> _Work order_: From the line containing "journal = jps" through the last line of the entries below, repeat each line word for word and leave out the rest.

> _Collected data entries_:
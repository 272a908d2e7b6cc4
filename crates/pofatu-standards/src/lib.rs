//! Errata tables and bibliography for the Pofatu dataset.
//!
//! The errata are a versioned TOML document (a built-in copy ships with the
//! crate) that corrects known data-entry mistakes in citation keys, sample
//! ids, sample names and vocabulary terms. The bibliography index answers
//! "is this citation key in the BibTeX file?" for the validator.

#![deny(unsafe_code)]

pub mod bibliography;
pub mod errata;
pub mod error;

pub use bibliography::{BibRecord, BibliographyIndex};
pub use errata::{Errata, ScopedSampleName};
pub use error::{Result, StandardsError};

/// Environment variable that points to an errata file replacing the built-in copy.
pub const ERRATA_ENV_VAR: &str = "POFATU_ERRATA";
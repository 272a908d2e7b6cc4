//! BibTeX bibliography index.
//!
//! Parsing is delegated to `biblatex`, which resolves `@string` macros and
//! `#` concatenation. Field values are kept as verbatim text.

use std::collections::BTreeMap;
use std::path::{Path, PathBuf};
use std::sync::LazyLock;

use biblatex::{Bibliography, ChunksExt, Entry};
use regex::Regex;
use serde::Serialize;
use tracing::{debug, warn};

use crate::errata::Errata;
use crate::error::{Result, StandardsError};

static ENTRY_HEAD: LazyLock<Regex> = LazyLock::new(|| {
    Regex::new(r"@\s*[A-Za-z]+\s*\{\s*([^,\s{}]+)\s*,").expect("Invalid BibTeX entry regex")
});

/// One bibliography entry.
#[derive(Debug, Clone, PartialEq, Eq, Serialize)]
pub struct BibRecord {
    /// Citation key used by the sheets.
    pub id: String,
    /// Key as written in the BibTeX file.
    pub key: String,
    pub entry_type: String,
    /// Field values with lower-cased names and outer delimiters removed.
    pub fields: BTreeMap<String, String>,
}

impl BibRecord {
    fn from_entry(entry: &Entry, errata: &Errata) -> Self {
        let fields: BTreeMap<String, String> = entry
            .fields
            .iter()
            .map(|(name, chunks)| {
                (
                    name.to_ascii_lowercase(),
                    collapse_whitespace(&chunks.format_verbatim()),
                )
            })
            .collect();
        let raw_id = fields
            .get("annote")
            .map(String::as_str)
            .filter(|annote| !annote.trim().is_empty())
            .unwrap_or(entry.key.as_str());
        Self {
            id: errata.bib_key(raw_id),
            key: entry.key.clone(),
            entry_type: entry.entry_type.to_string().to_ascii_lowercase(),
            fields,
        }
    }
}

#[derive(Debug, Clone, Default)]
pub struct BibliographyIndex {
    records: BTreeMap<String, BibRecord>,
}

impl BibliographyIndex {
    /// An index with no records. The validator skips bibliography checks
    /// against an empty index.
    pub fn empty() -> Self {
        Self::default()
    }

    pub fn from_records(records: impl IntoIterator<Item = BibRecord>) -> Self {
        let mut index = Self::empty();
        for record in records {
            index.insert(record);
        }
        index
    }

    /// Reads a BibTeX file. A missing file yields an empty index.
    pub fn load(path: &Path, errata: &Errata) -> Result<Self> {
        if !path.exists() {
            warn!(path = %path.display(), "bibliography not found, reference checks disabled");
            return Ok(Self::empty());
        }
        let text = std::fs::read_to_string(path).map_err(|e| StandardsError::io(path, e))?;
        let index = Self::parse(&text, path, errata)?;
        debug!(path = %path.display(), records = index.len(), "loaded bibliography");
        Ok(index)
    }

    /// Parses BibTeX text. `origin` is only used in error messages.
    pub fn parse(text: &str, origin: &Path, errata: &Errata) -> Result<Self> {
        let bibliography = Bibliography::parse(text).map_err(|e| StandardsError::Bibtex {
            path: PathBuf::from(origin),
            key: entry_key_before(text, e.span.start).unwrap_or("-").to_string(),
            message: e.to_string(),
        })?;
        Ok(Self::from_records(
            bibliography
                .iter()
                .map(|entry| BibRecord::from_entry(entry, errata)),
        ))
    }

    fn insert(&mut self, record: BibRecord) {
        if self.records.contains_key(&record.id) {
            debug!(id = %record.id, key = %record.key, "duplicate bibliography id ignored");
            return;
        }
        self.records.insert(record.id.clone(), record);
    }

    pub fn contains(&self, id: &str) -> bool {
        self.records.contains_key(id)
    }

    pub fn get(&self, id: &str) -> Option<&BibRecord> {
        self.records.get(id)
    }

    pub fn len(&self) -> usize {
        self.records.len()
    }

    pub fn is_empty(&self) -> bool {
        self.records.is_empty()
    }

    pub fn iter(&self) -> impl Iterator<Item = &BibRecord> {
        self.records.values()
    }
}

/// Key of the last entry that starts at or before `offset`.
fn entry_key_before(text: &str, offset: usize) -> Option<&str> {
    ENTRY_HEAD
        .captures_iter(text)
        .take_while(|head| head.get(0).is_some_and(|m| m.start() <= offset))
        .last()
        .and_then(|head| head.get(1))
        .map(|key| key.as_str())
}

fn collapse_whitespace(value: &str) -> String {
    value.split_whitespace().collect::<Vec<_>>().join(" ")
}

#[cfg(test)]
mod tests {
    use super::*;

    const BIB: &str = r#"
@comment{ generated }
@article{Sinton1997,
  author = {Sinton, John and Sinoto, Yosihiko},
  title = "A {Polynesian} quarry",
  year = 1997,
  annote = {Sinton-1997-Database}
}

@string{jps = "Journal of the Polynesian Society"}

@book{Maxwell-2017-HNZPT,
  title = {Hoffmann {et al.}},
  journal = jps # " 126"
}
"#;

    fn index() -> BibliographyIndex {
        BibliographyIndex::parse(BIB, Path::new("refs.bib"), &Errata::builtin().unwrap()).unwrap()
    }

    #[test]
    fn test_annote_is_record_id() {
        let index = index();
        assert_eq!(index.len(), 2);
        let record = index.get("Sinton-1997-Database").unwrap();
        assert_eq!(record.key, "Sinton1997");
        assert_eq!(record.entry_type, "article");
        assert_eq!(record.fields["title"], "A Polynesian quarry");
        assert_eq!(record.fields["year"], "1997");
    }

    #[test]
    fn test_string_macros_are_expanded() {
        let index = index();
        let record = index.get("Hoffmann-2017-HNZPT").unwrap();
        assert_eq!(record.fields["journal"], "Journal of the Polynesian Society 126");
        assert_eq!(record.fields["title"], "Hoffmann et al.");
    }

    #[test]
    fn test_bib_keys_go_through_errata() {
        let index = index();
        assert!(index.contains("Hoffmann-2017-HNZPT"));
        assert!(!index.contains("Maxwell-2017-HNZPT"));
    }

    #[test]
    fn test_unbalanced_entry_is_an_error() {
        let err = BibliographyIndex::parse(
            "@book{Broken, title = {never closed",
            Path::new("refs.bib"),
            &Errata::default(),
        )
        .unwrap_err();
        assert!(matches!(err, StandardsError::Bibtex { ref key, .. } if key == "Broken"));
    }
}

> _Response_:
  journal = jps # " 126"
}
"#;

    fn index() -> BibliographyIndex {
        BibliographyIndex::parse(BIB, Path::new("refs.bib"), &Errata::builtin().unwrap()).unwrap()
    }

    #[test]
    fn test_annote_is_record_id() {
        let index = index();
        assert_eq!(index.len(), 2);
        let record = index.get("Sinton-1997-Database").unwrap();
        assert_eq!(record.key, "Sinton1997");
        assert_eq!(record.entry_type, "article");
        assert_eq!(record.fields["title"], "A Polynesian quarry");
        assert_eq!(record.fields["year"], "1997");
    }

    #[test]
    fn test_string_macros_are_expanded() {
        let index = index();
        let record = index.get("Hoffmann-2017-HNZPT").unwrap();
        assert_eq!(record.fields["journal"], "Journal of the Polynesian Society 126");
        assert_eq!(record.fields["title"], "Hoffmann et al.");
    }

    #[test]
    fn test_bib_keys_go_through_errata() {
        let index = index();
        assert!(index.contains("Hoffmann-2017-HNZPT"));
        assert!(!index.contains("Maxwell-2017-HNZPT"));
    }

    #[test]
    fn test_unbalanced_entry_is_an_error() {
        let err = BibliographyIndex::parse(
            "@book{Broken, title = {never closed",
            Path::new("refs.bib"),
            &Errata::default(),
        )
        .unwrap_err();
        assert!(matches!(err, StandardsError::Bibtex { ref key, .. } if key == "Broken"));
    }
}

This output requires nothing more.